Конечно же, отношения разной степени “ненарочности” её с С. И. Танеевым продолжились. Даже в дневнике ей потребовалось как-то оправдаться перед собой, и она легко отыскивает такую возможность — в записях Дневника мужа на 6 и 7 декабря, в который не преминула заглянуть:
6 декабря. «Вечером приехала Соня, успокоенная. Поговорили и стало хорошо».
7 декабря. «Вчера ещё и ещё говорили и я слышал от Сони то, чего никогда не слыхал: сознание своей вины. Это была большая радость. Благодарю тебя, Отец. Что бы ни было дальше. Уж это было, и это большое добро» (53, 169).

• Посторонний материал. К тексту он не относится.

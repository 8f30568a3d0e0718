use std::{io, path::PathBuf};

use serde::{Deserialize, Serialize};
use thiserror::Error;

/// Fixed size of every page, on disk and in the buffer pool.
pub const PAGE_SIZE: usize = 4096;

/// Data pages tracked by one bitmap page: one bit per page over the
/// `PAGE_SIZE - 8` bytes that follow the bitmap header.
pub const BITMAP_CAPACITY: u32 = 8 * (PAGE_SIZE as u32 - 8);

/// Extent counters the disk meta page can hold after its two fixed fields.
pub const MAX_EXTENTS: u32 = (PAGE_SIZE as u32 - 8) / 4;

/// Index of a frame within the buffer pool.
pub type FrameId = usize;

/// Logical identifier for a page; assigned densely by the disk manager.
/// `PageId(-1)` marks the absence of a page.
#[derive(Clone, Copy, Debug, PartialEq, Eq, Hash, PartialOrd, Ord, Serialize, Deserialize)]
pub struct PageId(pub i32);

impl PageId {
    pub const INVALID: PageId = PageId(-1);

    pub fn is_valid(&self) -> bool {
        self.0 >= 0
    }
}

/// Logical identifier for a table registered in the catalog.
#[derive(Clone, Copy, Debug, PartialEq, Eq, Hash, PartialOrd, Ord, Serialize, Deserialize)]
pub struct TableId(pub u32);

/// Logical identifier for an index registered in the catalog.
#[derive(Clone, Copy, Debug, PartialEq, Eq, Hash, PartialOrd, Ord, Serialize, Deserialize)]
pub struct IndexId(pub u32);

/// Stable identifier for a tuple: the page holding it and its slot within
/// that page. Survives in-place updates; invalidated by `apply_delete`.
#[derive(Clone, Copy, Debug, PartialEq, Eq, Hash, PartialOrd, Ord, Serialize, Deserialize)]
pub struct RecordId {
    pub page_id: PageId,
    pub slot: u32,
}

impl RecordId {
    pub const INVALID: RecordId = RecordId {
        page_id: PageId::INVALID,
        slot: 0,
    };

    pub fn new(page_id: PageId, slot: u32) -> Self {
        Self { page_id, slot }
    }

    pub fn is_valid(&self) -> bool {
        self.page_id.is_valid()
    }
}

/// Logical page that persists the catalog's two metadata maps.
pub const CATALOG_META_PAGE: PageId = PageId(0);

/// Logical page that maps each index id to its current B+-tree root.
pub const INDEX_ROOTS_PAGE: PageId = PageId(1);

/// Canonical error type shared across the engine subsystems.
#[derive(Error, Debug)]
pub enum DbError {
    #[error("not found: {0}")]
    NotFound(String),
    #[error("already exists: {0}")]
    AlreadyExists(String),
    #[error("constraint violation: {0}")]
    Constraint(String),
    #[error("buffer pool exhausted: {0}")]
    OutOfMemory(String),
    #[error("corrupt metadata: {0}")]
    CorruptMetadata(String),
    #[error("unsupported: {0}")]
    Unsupported(String),
    #[error("parse: {0}")]
    Parser(String),
    #[error("storage: {0}")]
    Storage(String),
    #[error(transparent)]
    Io(#[from] io::Error),
}

/// Result alias that carries a `DbError`.
pub type DbResult<T> = Result<T, DbError>;

/// Runtime configuration for a database engine instance.
///
/// # Example
/// ```
/// use common::Config;
/// use std::path::PathBuf;
///
/// let config = Config::builder()
///     .data_dir(PathBuf::from("./my_db"))
///     .buffer_pool_pages(512)
///     .build();
/// ```
#[derive(Clone, Debug, Serialize, Deserialize, bon::Builder)]
pub struct Config {
    /// Directory holding one file per database.
    #[builder(default = PathBuf::from("./minidb_data"))]
    pub data_dir: PathBuf,
    /// Number of pages the buffer pool keeps resident per database.
    #[builder(default = 256)]
    pub buffer_pool_pages: usize,
}

impl Default for Config {
    fn default() -> Self {
        Self {
            data_dir: PathBuf::from("./minidb_data"),
            buffer_pool_pages: 256,
        }
    }
}
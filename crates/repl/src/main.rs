//! Interactive SQL shell over the storage engine.

use std::fs;
use std::path::PathBuf;
use std::time::Instant;

use anyhow::Result;
use clap::Parser;
use rustyline::DefaultEditor;
use rustyline::error::ReadlineError;
use tabled::builder::Builder;
use tabled::settings::Style;

use executor::{ExecResult, ExecuteEngine};

#[derive(Parser, Debug)]
#[command(name = "minidb", about = "Interactive shell for the minidb engine")]
struct Args {
    /// Directory holding one file per database
    #[arg(long, default_value = "./minidb_data")]
    data_dir: PathBuf,
    /// Pages the buffer pool keeps resident per database
    #[arg(long, default_value_t = 256)]
    buffer_pages: usize,
    /// Execute the given statements and exit instead of going interactive
    #[arg(short = 'e', long = "execute")]
    execute: Option<String>,
}

fn main() -> Result<()> {
    env_logger::init();
    let args = Args::parse();
    let mut engine = ExecuteEngine::new(&args.data_dir, args.buffer_pages)?;

    if let Some(script) = args.execute {
        run_script(&mut engine, &script);
        engine.shutdown()?;
        return Ok(());
    }

    let mut editor = DefaultEditor::new()?;
    let mut pending = String::new();
    loop {
        let prompt = if pending.is_empty() {
            "minidb> "
        } else {
            "     -> "
        };
        match editor.readline(prompt) {
            Ok(line) => {
                let trimmed = line.trim();
                if pending.is_empty() && trimmed.is_empty() {
                    continue;
                }
                pending.push_str(&line);
                pending.push('\n');
                if !trimmed.ends_with(';') {
                    continue;
                }

                let statement = pending.trim().trim_end_matches(';').trim().to_string();
                let _ = editor.add_history_entry(pending.trim());
                pending.clear();

                if statement.eq_ignore_ascii_case("quit")
                    || statement.eq_ignore_ascii_case("exit")
                {
                    break;
                }
                if let Some(path) = statement
                    .strip_prefix("execfile")
                    .or_else(|| statement.strip_prefix("EXECFILE"))
                {
                    exec_file(&mut engine, path.trim().trim_matches('"').trim_matches('\''));
                    continue;
                }
                run_statement(&mut engine, &statement);
            }
            Err(ReadlineError::Interrupted) => {
                pending.clear();
            }
            Err(ReadlineError::Eof) => break,
            Err(e) => {
                eprintln!("error: {e}");
                break;
            }
        }
    }

    engine.shutdown()?;
    println!("bye");
    Ok(())
}

fn exec_file(engine: &mut ExecuteEngine, path: &str) {
    match fs::read_to_string(path) {
        Ok(script) => run_script(engine, &script),
        Err(e) => eprintln!("error: cannot read '{path}': {e}"),
    }
}

fn run_script(engine: &mut ExecuteEngine, script: &str) {
    for statement in script.split(';') {
        let statement = statement.trim();
        if statement.is_empty() {
            continue;
        }
        run_statement(engine, statement);
    }
}

fn run_statement(engine: &mut ExecuteEngine, statement: &str) {
    let started = Instant::now();
    let parsed = match parser::parse(statement) {
        Ok(parsed) => parsed,
        Err(e) => {
            eprintln!("error: {e}");
            return;
        }
    };
    match engine.execute(parsed) {
        Ok(result) => {
            print_result(&result);
            println!("({} us)", started.elapsed().as_micros());
        }
        Err(e) => eprintln!("error: {e}"),
    }
}

fn print_result(result: &ExecResult) {
    match result {
        ExecResult::Batch { columns, rows } => {
            let mut builder = Builder::default();
            builder.push_record(columns.iter().cloned());
            for row in rows {
                builder.push_record(row.iter().map(|value| value.to_string()));
            }
            let mut table = builder.build();
            table.with(Style::ascii());
            println!("{table}");
            println!(
                "{} row{}",
                rows.len(),
                if rows.len() == 1 { "" } else { "s" }
            );
        }
        ExecResult::Affected(count) => {
            println!("{count} row{} affected", if *count == 1 { "" } else { "s" });
        }
        ExecResult::Done(message) => println!("{message}"),
    }
}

И тут всю напускную набожность, выказанную Соней при посещении «троицы», как рукой сняло. Возмущению её о возможном повреждении имиджа в глазах потомков не было предела:
«…В его дневнике написано, что я созналась в своей вине в первый раз и что это радостно!! Боже мой! Помоги мне перенести это! Опять перед будущими поколениями надо сделать себя мучеником, а меня вино
ватой! А в чём вина? Л. Н. рассердился, что я с дядей Костей зашла месяц тому назад навестить С. И., лежащего в постели по случаю больной ноги. По этой причине Л. Н. страшно рассердился, не ехал в Москву и считает это виной.
Когда я стала ему говорить, что за всю мою чистую,
невинную жизнь с ним он может простить меня, что я зашла к больному другу навестить его, да ещё с стариком дядей, Л. Н. прослезился и сказал: «Разумеется, это правда, что чистая и прекрасная была твоя жизнь». Но никто не видал ни слёз его умиления, никто не знает нашей жизни, а в дневнике сказано о вине моей! Прости ему Бог его жестокость ко мне и несправедливость» (ДСАТ – 1. С. 327).

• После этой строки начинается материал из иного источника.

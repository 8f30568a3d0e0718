use std::sync::Arc;

use buffer::BufferPool;
use common::{DbError, DbResult, INDEX_ROOTS_PAGE, PageId, RecordId};
use disk::DiskManager;
use record::{Column, Row, Schema};
use tempfile::tempdir;
use types::{SqlType, Value};

use super::*;

fn fresh_pool(path: &std::path::Path) -> Arc<BufferPool> {
    let disk = DiskManager::open(path).unwrap();
    let pool = Arc::new(BufferPool::new(64, disk));
    let (meta, _a) = pool.new_page().unwrap();
    assert_eq!(meta, CATALOG_META_PAGE);
    let (roots, _b) = pool.new_page().unwrap();
    assert_eq!(roots, INDEX_ROOTS_PAGE);
    pool
}

fn reopen_pool(path: &std::path::Path) -> Arc<BufferPool> {
    let disk = DiskManager::open(path).unwrap();
    Arc::new(BufferPool::new(64, disk))
}

fn user_schema() -> Schema {
    Schema::new(vec![
        Column::new("id", SqlType::Int, 0).not_null().unique(),
        Column::new("name", SqlType::Char(24), 1),
        Column::new("balance", SqlType::Float, 2),
    ])
}

fn user_row(id: i32, name: &str) -> Row {
    Row::new(vec![
        Value::Int(id),
        Value::Char(name.into()),
        Value::Float(id as f32 * 1.5),
    ])
}

#[test]
fn create_and_lookup_table() {
    let dir = tempdir().unwrap();
    let pool = fresh_pool(&dir.path().join("db"));
    let mut catalog = CatalogManager::init(Arc::clone(&pool)).unwrap();

    let table_id = catalog.create_table("users", user_schema()).unwrap();
    let table = catalog.get_table("users").unwrap();
    assert_eq!(table.table_id, table_id);
    assert_eq!(table.schema.column_index("name"), Some(1));
    assert_eq!(catalog.get_table_by_id(table_id).unwrap().name, "users");

    let err = catalog.create_table("users", user_schema()).unwrap_err();
    assert!(matches!(err, DbError::AlreadyExists(_)));
    assert!(pool.all_unpinned());
}

#[test]
fn create_index_validates_columns_and_bulk_loads() {
    let dir = tempdir().unwrap();
    let pool = fresh_pool(&dir.path().join("db"));
    let mut catalog = CatalogManager::init(Arc::clone(&pool)).unwrap();
    catalog.create_table("users", user_schema()).unwrap();

    // Seed rows before the index exists.
    let mut rids = Vec::new();
    {
        let table = catalog.get_table("users").unwrap();
        for i in 0..50 {
            let mut row = user_row(i, "ada");
            rids.push(table.heap.insert(&mut row).unwrap());
        }
    }

    let err = catalog
        .create_index("users", "bad", &["missing".into()])
        .unwrap_err();
    assert!(matches!(err, DbError::NotFound(_)));

    catalog
        .create_index("users", "users_pk", &["id".into()])
        .unwrap();
    let info = catalog.get_index("users", "users_pk").unwrap();
    assert_eq!(info.key_map, vec![0]);
    assert_eq!(info.key_schema.len(), 1);

    // The bulk load made every existing row findable.
    for (i, rid) in rids.iter().enumerate() {
        let key = Row::new(vec![Value::Int(i as i32)]);
        assert_eq!(info.index.scan_key(&key).unwrap(), vec![*rid]);
    }

    let err = catalog
        .create_index("users", "users_pk", &["id".into()])
        .unwrap_err();
    assert!(matches!(err, DbError::AlreadyExists(_)));
    assert!(pool.all_unpinned());
}

#[test]
fn duplicate_rows_abort_index_creation() {
    let dir = tempdir().unwrap();
    let pool = fresh_pool(&dir.path().join("db"));
    let mut catalog = CatalogManager::init(Arc::clone(&pool)).unwrap();
    catalog.create_table("users", user_schema()).unwrap();
    {
        let table = catalog.get_table("users").unwrap();
        table.heap.insert(&mut user_row(1, "a")).unwrap();
        table.heap.insert(&mut user_row(1, "b")).unwrap();
    }

    let err = catalog
        .create_index("users", "users_pk", &["id".into()])
        .unwrap_err();
    assert!(matches!(err, DbError::AlreadyExists(_)));
    assert!(catalog.get_index("users", "users_pk").is_err());
    assert!(pool.all_unpinned());
}

#[test]
fn oversized_keys_are_unsupported() {
    let dir = tempdir().unwrap();
    let pool = fresh_pool(&dir.path().join("db"));
    let mut catalog = CatalogManager::init(Arc::clone(&pool)).unwrap();
    catalog
        .create_table(
            "docs",
            Schema::new(vec![Column::new("body", SqlType::Char(128), 0)]),
        )
        .unwrap();

    let err = catalog
        .create_index("docs", "docs_body", &["body".into()])
        .unwrap_err();
    assert!(matches!(err, DbError::Unsupported(_)));
}

#[test]
fn drop_table_cascades_through_indexes() {
    let dir = tempdir().unwrap();
    let pool = fresh_pool(&dir.path().join("db"));
    let mut catalog = CatalogManager::init(Arc::clone(&pool)).unwrap();
    catalog.create_table("users", user_schema()).unwrap();
    catalog
        .create_index("users", "users_pk", &["id".into()])
        .unwrap();
    catalog
        .create_index("users", "users_name", &["name".into()])
        .unwrap();

    catalog.drop_table("users").unwrap();
    assert!(matches!(
        catalog.get_table("users"),
        Err(DbError::NotFound(_))
    ));
    assert!(matches!(
        catalog.get_table_indexes("users"),
        Err(DbError::NotFound(_))
    ));
    assert!(matches!(
        catalog.drop_table("users"),
        Err(DbError::NotFound(_))
    ));
    assert!(pool.all_unpinned());
}

#[test]
fn catalog_survives_reopen() {
    let dir = tempdir().unwrap();
    let path = dir.path().join("db");
    let rid_of_7: RecordId;
    {
        let pool = fresh_pool(&path);
        let mut catalog = CatalogManager::init(Arc::clone(&pool)).unwrap();
        catalog.create_table("users", user_schema()).unwrap();
        catalog
            .create_table(
                "orders",
                Schema::new(vec![
                    Column::new("order_id", SqlType::Int, 0).not_null().unique(),
                    Column::new("user_id", SqlType::Int, 1),
                ]),
            )
            .unwrap();
        catalog
            .create_index("users", "users_pk", &["id".into()])
            .unwrap();
        catalog
            .create_index("orders", "orders_pk", &["order_id".into()])
            .unwrap();

        let table = catalog.get_table("users").unwrap();
        for i in 0..20 {
            table.heap.insert(&mut user_row(i, "bo")).unwrap();
        }
        let mut row = user_row(777, "persisted");
        rid_of_7 = table.heap.insert(&mut row).unwrap();
        pool.flush_all().unwrap();
    }

    let pool = reopen_pool(&path);
    let catalog = CatalogManager::open(Arc::clone(&pool)).unwrap();

    let names: Vec<&str> = catalog
        .get_tables()
        .iter()
        .map(|t| t.name.as_str())
        .collect();
    assert_eq!(names, vec!["orders", "users"]);

    let info = catalog.get_index("users", "users_pk").unwrap();
    assert_eq!(info.name, "users_pk");
    assert_eq!(info.key_map, vec![0]);

    // Data and index state both survived.
    let table = catalog.get_table("users").unwrap();
    assert_eq!(table.heap.iter().count(), 21);
    let key = Row::new(vec![Value::Int(777)]);
    assert_eq!(info.index.scan_key(&key).unwrap(), vec![rid_of_7]);
    assert_eq!(
        table.heap.get(rid_of_7).unwrap().values[1],
        Value::Char("persisted".into())
    );
}

#[test]
fn new_tables_after_reopen_get_fresh_ids() {
    let dir = tempdir().unwrap();
    let path = dir.path().join("db");
    let first_id;
    {
        let pool = fresh_pool(&path);
        let mut catalog = CatalogManager::init(Arc::clone(&pool)).unwrap();
        first_id = catalog.create_table("users", user_schema()).unwrap();
        pool.flush_all().unwrap();
    }

    let pool = reopen_pool(&path);
    let mut catalog = CatalogManager::open(Arc::clone(&pool)).unwrap();
    let second_id = catalog
        .create_table(
            "orders",
            Schema::new(vec![Column::new("id", SqlType::Int, 0)]),
        )
        .unwrap();
    assert!(second_id.0 > first_id.0);
}

#[test]
fn index_maintenance_via_mut_access() {
    let dir = tempdir().unwrap();
    let pool = fresh_pool(&dir.path().join("db"));
    let mut catalog = CatalogManager::init(Arc::clone(&pool)).unwrap();
    catalog.create_table("users", user_schema()).unwrap();
    catalog
        .create_index("users", "users_pk", &["id".into()])
        .unwrap();

    let rid = {
        let (table, mut indexes) = catalog.table_and_indexes_mut("users").unwrap();
        let mut row = user_row(5, "eve");
        let rid = table.heap.insert(&mut row).unwrap();
        for info in &mut indexes {
            let key = info.key_row(&row).unwrap();
            info.index.insert_entry(&key, rid).unwrap();
        }
        rid
    };

    let info = catalog.get_index("users", "users_pk").unwrap();
    let found: DbResult<Vec<RecordId>> = info.index.scan_key(&Row::new(vec![Value::Int(5)]));
    assert_eq!(found.unwrap(), vec![rid]);
    assert_eq!(rid.page_id, PageId(2));
    assert!(pool.all_unpinned());
}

Сравним эту запись с соответствующим местом в мемуарах С. А. Толстой «Моя жизнь», писанных, между прочим, тоже с оглядкой на “грядущие поколения”. Об опасениях её в 1897 году, что запись в Дневнике Толстого 7 декабря свяжут как-то с Танеевым — ни слова! Зато есть признание перед покойным мужем вины в том, «что мучила его своим беспокойным, горячим характером». А неправ супруг, по версии в мемуарах, лишь в том, что называет её покаяние 6-7 декабря первым в её жизни, тогда как она «всегда так охотно и легко винилась, когда расстраивала мужа, ЛИШЬ БЫ УСПОКОИТЬ ЕГО» (МЖ – 2. С. 500. Выделение в тексте наше. – Р. А.).
Муж, от усталости своих трудов этого года и переживаний, в значительной степени вызванных собственной его безобразной ревностью жены, поддался и обману, и самообману — и действительно на время успокоился и примирился, хотя вряд ли мог не знать, что “музыкальные” свидания супруги с С. И. Танеевым продолжаются. Успокоилась и она. Но предрождественское перемирие без настоящего разрешения причин противоречий не сулило им мира и в новом, 1898-м, году. Предвестием его непокоя для обоих стало данное в последний день 1897 года, 31 декабря, министром внутренних дел разрешение для духоборов на переселение за границу без права возвращения. Сбор денег на это переселение и организация его в 1898-1899 гг. станут новым благотворительным предприятием Льва Николаевича, которое добавит в эти годы и славы, и беспокойства не одному ему.